Deniz Türkali: Aynen öyle! Tiyatro işte böyle bir şey. Günceli bulmak zorunda, hatta günceli de sorgulamak zorunda. O zaman için bu dil günceldi.Vietnam savaşı vardı, Vietnam’da gerilla tiyatroları vardı, Fransa’da İtalya’da İngiltere’de ve Türkiye’de sokak tiyatroları vardı…
Serra Yılmaz: Bread and Puppet Theater vardı.
Deniz Türkali: Türkiye’de de kaçınılmaz olarak propaganda oyunları vardı. Bunlar zamanla olup bittiler. O zaman günceldiler. O dil de bir arayışın sonucuydu. Şimdi, yine arıyoruz.
Bugün bağımsız tiyatro sahnelerinde bu arayışı dolu dolu görüyor musunuz? Bu hareketin içinde biçim olarak, dil olarak neler görmek istiyorsunuz?
Deniz Türkali: O kadar çok çeşit, biçim, tür var ki! Dans tiyatrosu var, okuma tiyatrosu var, hareket tiyatrosu-fiziksel performans var. Ben, bana gelen eserlerin içinde DOT’ta olsun İkincikat’ta olsun hep kendimi buldum. Bütün bu çeşitlilik içinde yeni bir şey, bir de şu olsun diyemem. Bu biçimlerle olacakları görmek istiyorum. Ama kendi adıma tek kişilik bir şey yapmayı özledim. Eğer iyi bir tekst gelirse çok isterim.
Oyun sahnelemek ister misiniz?
Deniz Türkali: Yönetmenlik mi? Asla! Herhalde yönetmenlikte deliririm. Ben öğreteceğim de onu başkası oynayacak. Serra’nın yönetmenliği var.
Serra Yılmaz: Evet var. Ben bir oyun koydum. Ve oyunculuk hakkında en fazla şeyi o oyunu sahneye koyarken öğrendim, tüm oyunculara tavsiye ederim, niyetleri yönetmenlik olmasa da denemeli her oyuncu. Tersi de yönetmenler için geçerli, mutlaka oyunculuk yapmalılar bir kez.
Deniz Türkali: Üstelik de çok güzeldi. “Diğerlerinin Adı Ali” diye Fassbinder’in filminin tekstinden, şehir tiyatrolarında sahneye koymuştu. Ama Serra Türkiye’de çok az sahneye çıktı. Dostlar’da bir ara… Şehir Tiyatroları’nda… En son 20 yıl önce mi?
2004’te hatırlıyorum ben.
Deniz Türkali: Aaa Özen Yula’nın oyunu.
Serra Yılmaz: Evet.
Deniz Türkali: Ama onu da Türkiye’de ne kadar az oynadınız! Gittiler Japonya’da oynadılar. Enternasyonel star olduğu için. (Gülüşmeler)

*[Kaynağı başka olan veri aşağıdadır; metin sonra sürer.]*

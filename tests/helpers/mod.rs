//! Test helpers module
//!
//! Shared setup for the router-level tests: a test context with a temporary
//! upload directory, request builders and form fixtures.

#![allow(dead_code)]

pub mod multipart;
pub mod test_context;
pub mod test_data;

pub use multipart::*;
pub use test_context::*;
pub use test_data::*;
//! Reusable HTML fragments
//!
//! Every value and message passes through [`escape_html`] before it is
//! written into markup.

use crate::utils::helpers::escape_html;
use crate::validation::FieldErrors;

/// Full HTML document around a page body
pub fn page(title: &str, body: &str) -> String {
    format!(
        concat!(
            "<!DOCTYPE html>\n",
            "<html lang=\"en\">\n",
            "<head>\n",
            "  <meta charset=\"UTF-8\">\n",
            "  <meta name=\"viewport\" content=\"width=device-width, initial-scale=1.0\">\n",
            "  <title>{title}</title>\n",
            "  <style>.error{{color:#c1121f;display:block}}.invalid{{border-color:#c1121f}}",
            ".success{{color:#0f5132}}</style>\n",
            "</head>\n",
            "<body>\n",
            "<main>\n",
            "{body}",
            "</main>\n",
            "</body>\n",
            "</html>\n"
        ),
        title = escape_html(title),
        body = body
    )
}

/// Inline error for a field, or nothing
pub fn field_error(errors: &FieldErrors, field: &str) -> String {
    match errors.get(field) {
        Some(message) => format!(
            "<span class=\"error\" data-field=\"{}\">{}</span>\n",
            escape_html(field),
            escape_html(message)
        ),
        None => String::new(),
    }
}

pub fn success_banner(message: &str) -> String {
    format!("<div class=\"success\">{}</div>\n", escape_html(message))
}

pub fn input(kind: &str, name: &str, value: &str, invalid: bool) -> String {
    format!(
        "<input type=\"{}\" id=\"{}\" name=\"{}\" value=\"{}\"{}>",
        kind,
        name,
        name,
        escape_html(value),
        invalid_class(invalid)
    )
}

pub fn textarea(name: &str, value: &str, invalid: bool) -> String {
    format!(
        "<textarea id=\"{}\" name=\"{}\"{}>{}</textarea>",
        name,
        name,
        invalid_class(invalid),
        escape_html(value)
    )
}

/// `<select>` from `(value, label)` pairs
pub fn select(name: &str, options: &[(&str, &str)], selected: &str, invalid: bool) -> String {
    let mut html = format!("<select id=\"{}\" name=\"{}\"{}>", name, name, invalid_class(invalid));
    for (value, label) in options {
        html.push_str(&format!(
            "<option value=\"{}\"{}>{}</option>",
            escape_html(value),
            selected_attr(*value == selected),
            escape_html(label)
        ));
    }
    html.push_str("</select>");
    html
}

pub fn radio(name: &str, value: &str, label: &str, checked: bool) -> String {
    format!(
        "<label><input type=\"radio\" name=\"{}\" value=\"{}\"{}> {}</label>",
        name,
        escape_html(value),
        checked_attr(checked),
        escape_html(label)
    )
}

pub fn checkbox(name: &str, value: &str, label: &str, checked: bool) -> String {
    format!(
        "<label><input type=\"checkbox\" name=\"{}\" value=\"{}\"{}> {}</label>",
        name,
        escape_html(value),
        checked_attr(checked),
        escape_html(label)
    )
}

/// Labelled row holding a control and the field's inline error
pub fn row(label: &str, required: bool, control: &str, errors: &FieldErrors, field: &str) -> String {
    format!(
        "<div class=\"form-row\"><label for=\"{}\">{}{}</label>\n<div class=\"field\">{}\n{}</div></div>\n",
        field,
        escape_html(label),
        if required { "<span class=\"required\">*</span>" } else { "" },
        control,
        field_error(errors, field)
    )
}

/// Options where the value doubles as the label
pub fn same_label<'a>(values: &[&'a str]) -> Vec<(&'a str, &'a str)> {
    values.iter().map(|v| (*v, *v)).collect()
}

fn invalid_class(invalid: bool) -> &'static str {
    if invalid { " class=\"invalid\"" } else { "" }
}

fn selected_attr(selected: bool) -> &'static str {
    if selected { " selected" } else { "" }
}

fn checked_attr(checked: bool) -> &'static str {
    if checked { " checked" } else { "" }
}
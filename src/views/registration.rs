use super::components::{checkbox, field_error, input, page, radio, row, same_label, select, textarea};
use crate::forms::registration::{
    RegistrationSubmission, BIRTH_YEARS, COUNTRY_CODES, COURSES, COURSE_PLACEHOLDER, DAY_PLACEHOLDER,
    DEPARTMENTS, GENDERS, MONTHS, MONTH_PLACEHOLDER, YEAR_PLACEHOLDER,
};
use crate::uploads::StoredPhoto;
use crate::utils::helpers::{capitalize_first, escape_html};
use crate::validation::FieldErrors;

/// Registration page. A stored photo means the submission was accepted and
/// the details card is shown in place of the form.
pub fn render(values: &RegistrationSubmission, errors: &FieldErrors, stored: Option<&StoredPhoto>) -> String {
    let body = match stored {
        Some(photo) if errors.is_empty() => details_card(values, photo),
        _ => form(values, errors),
    };
    page("Student Registration", &body)
}

fn form(values: &RegistrationSubmission, errors: &FieldErrors) -> String {
    let mut html = String::from(concat!(
        "<section class=\"registration\">\n<h2>Student Registration Form</h2>\n",
        "<form action=\"/registration\" method=\"post\" enctype=\"multipart/form-data\" novalidate>\n",
    ));

    html.push_str(&text_row("Roll No", "roll", &values.roll, errors));
    html.push_str(&text_row("First Name", "first_name", &values.first_name, errors));
    html.push_str(&text_row("Last Name", "last_name", &values.last_name, errors));
    html.push_str(&text_row("Father's Name", "father", &values.father, errors));
    html.push_str(&dob_row(values, errors));

    let codes = same_label(&COUNTRY_CODES);
    let mobile = format!(
        "{} {}",
        select("cc", &codes, &values.cc, errors.contains("cc")),
        input("tel", "phone", &values.phone, errors.contains("phone"))
    );
    html.push_str(&format!(
        "<div class=\"form-row\"><label for=\"phone\">Mobile No<span class=\"required\">*</span></label>\n<div class=\"field\">{}\n{}{}</div></div>\n",
        mobile,
        field_error(errors, "cc"),
        field_error(errors, "phone")
    ));

    html.push_str(&row(
        "Email",
        true,
        &input("email", "email", &values.email, errors.contains("email")),
        errors,
        "email",
    ));
    // Never refilled
    html.push_str(&row("Password", true, &input("password", "pwd", "", errors.contains("pwd")), errors, "pwd"));

    let genders: String = GENDERS
        .iter()
        .map(|g| radio("gender", g, &capitalize_first(g), values.gender == *g))
        .collect();
    html.push_str(&group_row("Gender", &genders, errors, "gender"));

    let departments: String = DEPARTMENTS
        .iter()
        .map(|d| checkbox("dept[]", d, d, values.dept.iter().any(|v| v == d)))
        .collect();
    html.push_str(&group_row("Department", &departments, errors, "dept"));

    let mut courses = vec![(COURSE_PLACEHOLDER, COURSE_PLACEHOLDER)];
    courses.extend(same_label(&COURSES));
    html.push_str(&row(
        "Course",
        true,
        &select("course", &courses, &values.course, errors.contains("course")),
        errors,
        "course",
    ));

    html.push_str(&row(
        "Student Photo",
        true,
        &format!(
            "<input type=\"file\" id=\"photo\" name=\"photo\" accept=\"image/jpeg,image/png,image/webp\"{}>",
            if errors.contains("photo") { " class=\"invalid\"" } else { "" }
        ),
        errors,
        "photo",
    ));

    html.push_str(&text_row("City", "city", &values.city, errors));
    html.push_str(&row(
        "Address",
        true,
        &textarea("address", &values.address, errors.contains("address")),
        errors,
        "address",
    ));

    html.push_str(concat!(
        "<div class=\"controls\"><input type=\"reset\" value=\"Reset\"> ",
        "<input type=\"submit\" value=\"Register\"></div>\n</form>\n</section>\n"
    ));
    html
}

fn text_row(label: &str, name: &str, value: &str, errors: &FieldErrors) -> String {
    row(label, true, &input("text", name, value, errors.contains(name)), errors, name)
}

fn group_row(label: &str, controls: &str, errors: &FieldErrors, field: &str) -> String {
    format!(
        "<div class=\"form-row\"><span class=\"label\">{}<span class=\"required\">*</span></span>\n<div class=\"field\"><div class=\"inline-group\">{}</div>\n{}</div></div>\n",
        escape_html(label),
        controls,
        field_error(errors, field)
    )
}

fn dob_row(values: &RegistrationSubmission, errors: &FieldErrors) -> String {
    let days: Vec<String> = (1..=31).map(|d| format!("{:02}", d)).collect();
    let mut day_options = vec![(DAY_PLACEHOLDER, DAY_PLACEHOLDER)];
    day_options.extend(days.iter().map(|d| (d.as_str(), d.as_str())));

    let mut month_options = vec![(MONTH_PLACEHOLDER, MONTH_PLACEHOLDER)];
    month_options.extend(same_label(&MONTHS));

    let years: Vec<String> = BIRTH_YEARS.map(|y| y.to_string()).collect();
    let mut year_options = vec![(YEAR_PLACEHOLDER, YEAR_PLACEHOLDER)];
    year_options.extend(years.iter().map(|y| (y.as_str(), y.as_str())));

    let invalid = errors.contains("dob");
    let controls = [
        select("dob_day", &day_options, &values.dob_day, invalid),
        select("dob_month", &month_options, &values.dob_month, invalid),
        select("dob_year", &year_options, &values.dob_year, invalid),
    ]
    .join(" ");

    format!(
        "<div class=\"form-row\"><label for=\"dob_day\">Date of Birth<span class=\"required\">*</span></label>\n<div class=\"field\">{}\n{}</div></div>\n",
        controls,
        field_error(errors, "dob")
    )
}

fn details_card(values: &RegistrationSubmission, photo: &StoredPhoto) -> String {
    let details = [
        ("Roll No", values.roll.clone()),
        ("Name", values.full_name()),
        ("Father's Name", values.father.clone()),
        ("Date of Birth", values.formatted_dob()),
        ("Mobile", values.mobile()),
        ("Email", values.email.clone()),
        ("Gender", values.display_gender()),
        ("Department", values.departments()),
        ("Course", values.course.clone()),
        ("City", values.city.clone()),
        ("Address", values.address.clone()),
    ];

    let mut html = String::from(
        "<section class=\"card success\">\n<h2>Registration Successful</h2>\n<dl>\n",
    );
    for (label, value) in details {
        html.push_str(&format!(
            "<dt>{}</dt><dd>{}</dd>\n",
            escape_html(label),
            escape_html(&value)
        ));
    }
    html.push_str(&format!(
        "</dl>\n<img class=\"photo\" src=\"{}\" alt=\"Student photo\">\n<p><a href=\"/registration\">Register another student</a></p>\n</section>\n",
        escape_html(&photo.public_url)
    ));
    html
}

#[cfg(test)]
mod tests {
    use super::*;
    use crate::validation::Validate;
    use std::path::PathBuf;

    fn accepted() -> RegistrationSubmission {
        RegistrationSubmission {
            roll: "CS-21/7".to_string(),
            first_name: "Priya".to_string(),
            last_name: "O'Neil".to_string(),
            father: "Rajesh".to_string(),
            dob_day: "07".to_string(),
            dob_month: "Mar".to_string(),
            dob_year: "2001".to_string(),
            phone: "9876543210".to_string(),
            email: "priya@example.in".to_string(),
            pwd: "hunter22".to_string(),
            gender: "female".to_string(),
            dept: vec!["CSE".to_string(), "ECE".to_string()],
            course: "B.Sc".to_string(),
            city: "Pune".to_string(),
            address: "42 MG Road".to_string(),
            ..Default::default()
        }
    }

    fn stored() -> StoredPhoto {
        StoredPhoto {
            file_name: "me_1700000000.png".to_string(),
            path: PathBuf::from("uploads/me_1700000000.png"),
            public_url: "/uploads/me_1700000000.png".to_string(),
        }
    }

    #[test]
    fn test_blank_form_has_placeholders_selected() {
        let html = render(&RegistrationSubmission::default(), &FieldErrors::new(), None);
        assert!(html.contains("<option value=\"Day\" selected>Day</option>"));
        assert!(html.contains("<option value=\"+91\" selected>+91</option>"));
        assert!(html.contains("<option value=\"2008\">2008</option>"));
        assert!(html.contains("enctype=\"multipart/form-data\""));
    }

    #[test]
    fn test_password_is_not_refilled() {
        let values = accepted();
        let mut errors = values.validate();
        errors.insert("photo", "Please upload a student photo.");
        let html = render(&values, &errors, None);
        assert!(!html.contains("hunter22"));
        assert!(html.contains("Please upload a student photo."));
        assert!(html.contains("name=\"dept[]\" value=\"ECE\" checked"));
    }

    #[test]
    fn test_details_card() {
        let values = accepted();
        let html = render(&values, &FieldErrors::new(), Some(&stored()));
        assert!(html.contains("<dd>Priya O&#039;Neil</dd>"));
        assert!(html.contains("<dd>07-Mar-2001</dd>"));
        assert!(html.contains("<dd>+91 - 9876543210</dd>"));
        assert!(html.contains("<dd>Female</dd>"));
        assert!(html.contains("<dd>CSE, ECE</dd>"));
        assert!(html.contains("src=\"/uploads/me_1700000000.png\""));
        assert!(!html.contains("hunter22"));
        assert!(!html.contains("<form"));
    }
}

Serra Yılmaz: İtalya’da bir oyunum var. 10 yıldır oynuyorum. Bundan iki yıl öncesinde, bir üç yıl kadar da Paris’te oynadım.
Fü dışında yeni bir oyununuz olacak mı?
Serra Yılmaz: Hayır. İtalya’daki oyun devam edecek. 10. yılını doldurdu ama hala seyircisi var. Hatta 10. yılı için kitabı çıktı. Seyirciyi bitirene kadar oynayacağım!
Peki, çok teşekkür ederim. Bir şey eklemek ister misiniz?
Deniz Türkali: Evet. Serra çok konuştu, kusura bakma.